━━━ Extracted entries ━━━

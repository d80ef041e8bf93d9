//! Change records and change batches.

use crate::column::Row;
use crate::error::{ProtocolError, ProtocolResult};
use crate::table::{normalize_table_name, KnownTables};
use serde::{Deserialize, Serialize};
use std::collections::BTreeSet;

/// Type of row-level change.
#[derive(Debug, Clone, Copy, PartialEq, Eq, Serialize, Deserialize)]
#[serde(try_from = "u8", into = "u8")]
pub enum Operation {
    /// Row was inserted.
    Insert,
    /// Row was updated.
    Update,
    /// Row was deleted.
    Delete,
}

impl Operation {
    /// Converts to the numeric wire code.
    pub fn to_code(&self) -> u8 {
        match self {
            Operation::Insert => 1,
            Operation::Update => 2,
            Operation::Delete => 3,
        }
    }

    /// Converts from a numeric wire code.
    pub fn from_code(code: u8) -> Option<Self> {
        match code {
            1 => Some(Operation::Insert),
            2 => Some(Operation::Update),
            3 => Some(Operation::Delete),
            _ => None,
        }
    }

    /// Lowercase name, for logs and errors.
    pub fn as_str(&self) -> &'static str {
        match self {
            Operation::Insert => "insert",
            Operation::Update => "update",
            Operation::Delete => "delete",
        }
    }
}

impl From<Operation> for u8 {
    fn from(op: Operation) -> u8 {
        op.to_code()
    }
}

impl TryFrom<u8> for Operation {
    type Error = ProtocolError;

    fn try_from(code: u8) -> Result<Self, Self::Error> {
        Operation::from_code(code).ok_or(ProtocolError::UnknownOperation(code))
    }
}

impl std::fmt::Display for Operation {
    fn fmt(&self, f: &mut std::fmt::Formatter<'_>) -> std::fmt::Result {
        f.write_str(self.as_str())
    }
}

/// A single row-level change from the change feed.
///
/// Inserts carry `new_row`, deletes carry `old_row`, updates carry both.
#[derive(Debug, Clone, PartialEq, Serialize, Deserialize)]
#[serde(rename_all = "camelCase")]
pub struct Change {
    /// Type of change.
    pub operation: Operation,
    /// Wire table name (`group.table`).
    pub table: String,
    /// Per-change sequence, if the server sends one.
    #[serde(default, skip_serializing_if = "Option::is_none")]
    pub sequence: Option<String>,
    /// Commit log position.
    #[serde(default, skip_serializing_if = "Option::is_none")]
    pub commit_sequence: Option<u64>,
    /// Change log position.
    #[serde(default, skip_serializing_if = "Option::is_none")]
    pub change_sequence: Option<u64>,
    /// Index within the commit.
    #[serde(default, skip_serializing_if = "Option::is_none")]
    pub commit_index: Option<u32>,
    /// Source transaction id.
    #[serde(default, skip_serializing_if = "Option::is_none")]
    pub txid: Option<u64>,
    /// Row after the change (insert, update).
    #[serde(default, skip_serializing_if = "Option::is_none")]
    pub new_row: Option<Row>,
    /// Row before the change (update, delete).
    #[serde(default, skip_serializing_if = "Option::is_none")]
    pub old_row: Option<Row>,
}

impl Change {
    fn new(operation: Operation, table: impl Into<String>) -> Self {
        Self {
            operation,
            table: table.into(),
            sequence: None,
            commit_sequence: None,
            change_sequence: None,
            commit_index: None,
            txid: None,
            new_row: None,
            old_row: None,
        }
    }

    /// Creates an insert change.
    pub fn insert(table: impl Into<String>, new_row: Row) -> Self {
        Self {
            new_row: Some(new_row),
            ..Self::new(Operation::Insert, table)
        }
    }

    /// Creates an update change.
    pub fn update(table: impl Into<String>, old_row: Row, new_row: Row) -> Self {
        Self {
            old_row: Some(old_row),
            new_row: Some(new_row),
            ..Self::new(Operation::Update, table)
        }
    }

    /// Creates a delete change.
    pub fn delete(table: impl Into<String>, old_row: Row) -> Self {
        Self {
            old_row: Some(old_row),
            ..Self::new(Operation::Delete, table)
        }
    }

    /// Local (normalized) table name.
    pub fn local_table(&self) -> String {
        normalize_table_name(&self.table)
    }
}

/// An ordered batch of changes since a cursor position.
///
/// `last_sequence` is an opaque cursor; it is stored and sent back verbatim.
#[derive(Debug, Clone, Default, PartialEq, Serialize, Deserialize)]
#[serde(rename_all = "camelCase")]
pub struct ChangeList {
    /// Cursor before the first change.
    #[serde(default)]
    pub first_sequence: String,
    /// Cursor after the last change.
    #[serde(default)]
    pub last_sequence: String,
    /// Changes in source order.
    #[serde(default)]
    pub changes: Vec<Change>,
}

impl ChangeList {
    /// Creates a batch.
    pub fn new(
        first_sequence: impl Into<String>,
        last_sequence: impl Into<String>,
        changes: Vec<Change>,
    ) -> Self {
        Self {
            first_sequence: first_sequence.into(),
            last_sequence: last_sequence.into(),
            changes,
        }
    }

    /// Decodes a batch from JSON.
    pub fn decode(bytes: &[u8]) -> ProtocolResult<Self> {
        Ok(serde_json::from_slice(bytes)?)
    }

    /// Encodes the batch as JSON.
    pub fn encode(&self) -> ProtocolResult<Vec<u8>> {
        Ok(serde_json::to_vec(self)?)
    }

    /// Returns true if the batch has no changes.
    pub fn is_empty(&self) -> bool {
        self.changes.is_empty()
    }

    /// Number of changes.
    pub fn len(&self) -> usize {
        self.changes.len()
    }

    /// Distinct wire table names referenced by the batch.
    pub fn tables(&self) -> BTreeSet<&str> {
        self.changes.iter().map(|c| c.table.as_str()).collect()
    }

    /// Returns the first table the known set does not contain.
    ///
    /// An empty known set cannot vouch for anything, so every batch is
    /// flagged against it, including an empty batch.
    pub fn unknown_table<'a>(&'a self, known: &KnownTables) -> Option<&'a str> {
        if known.is_empty() {
            return Some(self.changes.first().map_or("", |c| c.table.as_str()));
        }
        self.changes
            .iter()
            .map(|c| c.table.as_str())
            .find(|table| !known.contains(table))
    }

    /// Returns true if applying the batch requires a fresh snapshot.
    pub fn requires_new_snapshot(&self, known: &KnownTables) -> bool {
        self.unknown_table(known).is_some()
    }
}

━━━

**Problem details**
A complete, exact transcription of the records is needed.

**Your response**
repository d80ef041e8bf93d9
//! Change records and change batches.

use crate::column::Row;
use crate::error::{ProtocolError, ProtocolResult};
use crate::table::{normalize_table_name, KnownTables};
use serde::{Deserialize, Serialize};
use std::collections::BTreeSet;

/// Type of row-level change.
#[derive(Debug, Clone, Copy, PartialEq, Eq, Serialize, Deserialize)]
#[serde(try_from = "u8", into = "u8")]
pub enum Operation {
    /// Row was inserted.
    Insert,
    /// Row was updated.
    Update,
    /// Row was deleted.
    Delete,
}

impl Operation {
    /// Converts to the numeric wire code.
    pub fn to_code(&self) -> u8 {
        match self {
            Operation::Insert => 1,
            Operation::Update => 2,
            Operation::Delete => 3,
        }
    }

    /// Converts from a numeric wire code.
    pub fn from_code(code: u8) -> Option<Self> {
        match code {
            1 => Some(Operation::Insert),
            2 => Some(Operation::Update),
            3 => Some(Operation::Delete),
            _ => None,
        }
    }

    /// Lowercase name, for logs and errors.
    pub fn as_str(&self) -> &'static str {
        match self {
            Operation::Insert => "insert",
            Operation::Update => "update",
            Operation::Delete => "delete",
        }
    }
}

impl From<Operation> for u8 {
    fn from(op: Operation) -> u8 {
        op.to_code()
    }
}

impl TryFrom<u8> for Operation {
    type Error = ProtocolError;

    fn try_from(code: u8) -> Result<Self, Self::Error> {
        Operation::from_code(code).ok_or(ProtocolError::UnknownOperation(code))
    }
}

impl std::fmt::Display for Operation {
    fn fmt(&self, f: &mut std::fmt::Formatter<'_>) -> std::fmt::Result {
        f.write_str(self.as_str())
    }
}

/// A single row-level change from the change feed.
///
/// Inserts carry `new_row`, deletes carry `old_row`, updates carry both.
#[derive(Debug, Clone, PartialEq, Serialize, Deserialize)]
#[serde(rename_all = "camelCase")]
pub struct Change {
    /// Type of change.
    pub operation: Operation,
    /// Wire table name (`group.table`).
    pub table: String,
    /// Per-change sequence, if the server sends one.
    #[serde(default, skip_serializing_if = "Option::is_none")]
    pub sequence: Option<String>,
    /// Commit log position.
    #[serde(default, skip_serializing_if = "Option::is_none")]
    pub commit_sequence: Option<u64>,
    /// Change log position.
    #[serde(default, skip_serializing_if = "Option::is_none")]
    pub change_sequence: Option<u64>,
    /// Index within the commit.
    #[serde(default, skip_serializing_if = "Option::is_none")]
    pub commit_index: Option<u32>,
    /// Source transaction id.
    #[serde(default, skip_serializing_if = "Option::is_none")]
    pub txid: Option<u64>,
    /// Row after the change (insert, update).
    #[serde(default, skip_serializing_if = "Option::is_none")]
    pub new_row: Option<Row>,
    /// Row before the change (update, delete).
    #[serde(default, skip_serializing_if = "Option::is_none")]
    pub old_row: Option<Row>,
}

impl Change {
    fn new(operation: Operation, table: impl Into<String>) -> Self {
        Self {
            operation,
            table: table.into(),
            sequence: None,
            commit_sequence: None,
            change_sequence: None,
            commit_index: None,
            txid: None,
            new_row: None,
            old_row: None,
        }
    }

    /// Creates an insert change.
    pub fn insert(table: impl Into<String>, new_row: Row) -> Self {
        Self {
            new_row: Some(new_row),
            ..Self::new(Operation::Insert, table)
        }
    }

    /// Creates an update change.
    pub fn update(table: impl Into<String>, old_row: Row, new_row: Row) -> Self {
        Self {
            old_row: Some(old_row),
            new_row: Some(new_row),
            ..Self::new(Operation::Update, table)
        }
    }

    /// Creates a delete change.
    pub fn delete(table: impl Into<String>, old_row: Row) -> Self {
        Self {
            old_row: Some(old_row),
            ..Self::new(Operation::Delete, table)
        }
    }

    /// Local (normalized) table name.
    pub fn local_table(&self) -> String {
        normalize_table_name(&self.table)
    }
}

/// An ordered batch of changes since a cursor position.
///
/// `last_sequence` is an opaque cursor; it is stored and sent back verbatim.
#[derive(Debug, Clone, Default, PartialEq, Serialize, Deserialize)]
#[serde(rename_all = "camelCase")]
pub struct ChangeList {
    /// Cursor before the first change.
    #[serde(default)]
    pub first_sequence: String,
    /// Cursor after the last change.
    #[serde(default)]
    pub last_sequence: String,
    /// Changes in source order.
    #[serde(default)]
    pub changes: Vec<Change>,
}

impl ChangeList {
    /// Creates a batch.
    pub fn new(
        first_sequence: impl Into<String>,
        last_sequence: impl Into<String>,
        changes: Vec<Change>,
    ) -> Self {
        Self {
            first_sequence: first_sequence.into(),
            last_sequence: last_sequence.into(),
            changes,
        }
    }

    /// Decodes a batch from JSON.
    pub fn decode(bytes: &[u8]) -> ProtocolResult<Self> {
        Ok(serde_json::from_slice(bytes)?)
    }

    /// Encodes the batch as JSON.
    pub fn encode(&self) -> ProtocolResult<Vec<u8>> {
        Ok(serde_json::to_vec(self)?)
    }

    /// Returns true if the batch has no changes.
    pub fn is_empty(&self) -> bool {
        self.changes.is_empty()
    }

    /// Number of changes.
    pub fn len(&self) -> usize {
        self.changes.len()
    }

    /// Distinct wire table names referenced by the batch.
    pub fn tables(&self) -> BTreeSet<&str> {
        self.changes.iter().map(|c| c.table.as_str()).collect()
    }

    /// Returns the first table the known set does not contain.
    ///
    /// An empty known set cannot vouch for anything, so every batch is
    /// flagged against it, including an empty batch.
    pub fn unknown_table<'a>(&'a self, known: &KnownTables) -> Option<&'a str> {
        if known.is_empty() {
            return Some(self.changes.first().map_or("", |c| c.table.as_str()));
        }
        self.changes
            .iter()
            .map(|c| c.table.as_str())
            .find(|table| !known.contains(table))
    }

    /// Returns true if applying the batch requires a fresh snapshot.
    pub fn requires_new_snapshot(&self, known: &KnownTables) -> bool {
        self.unknown_table(known).is_some()
    }
}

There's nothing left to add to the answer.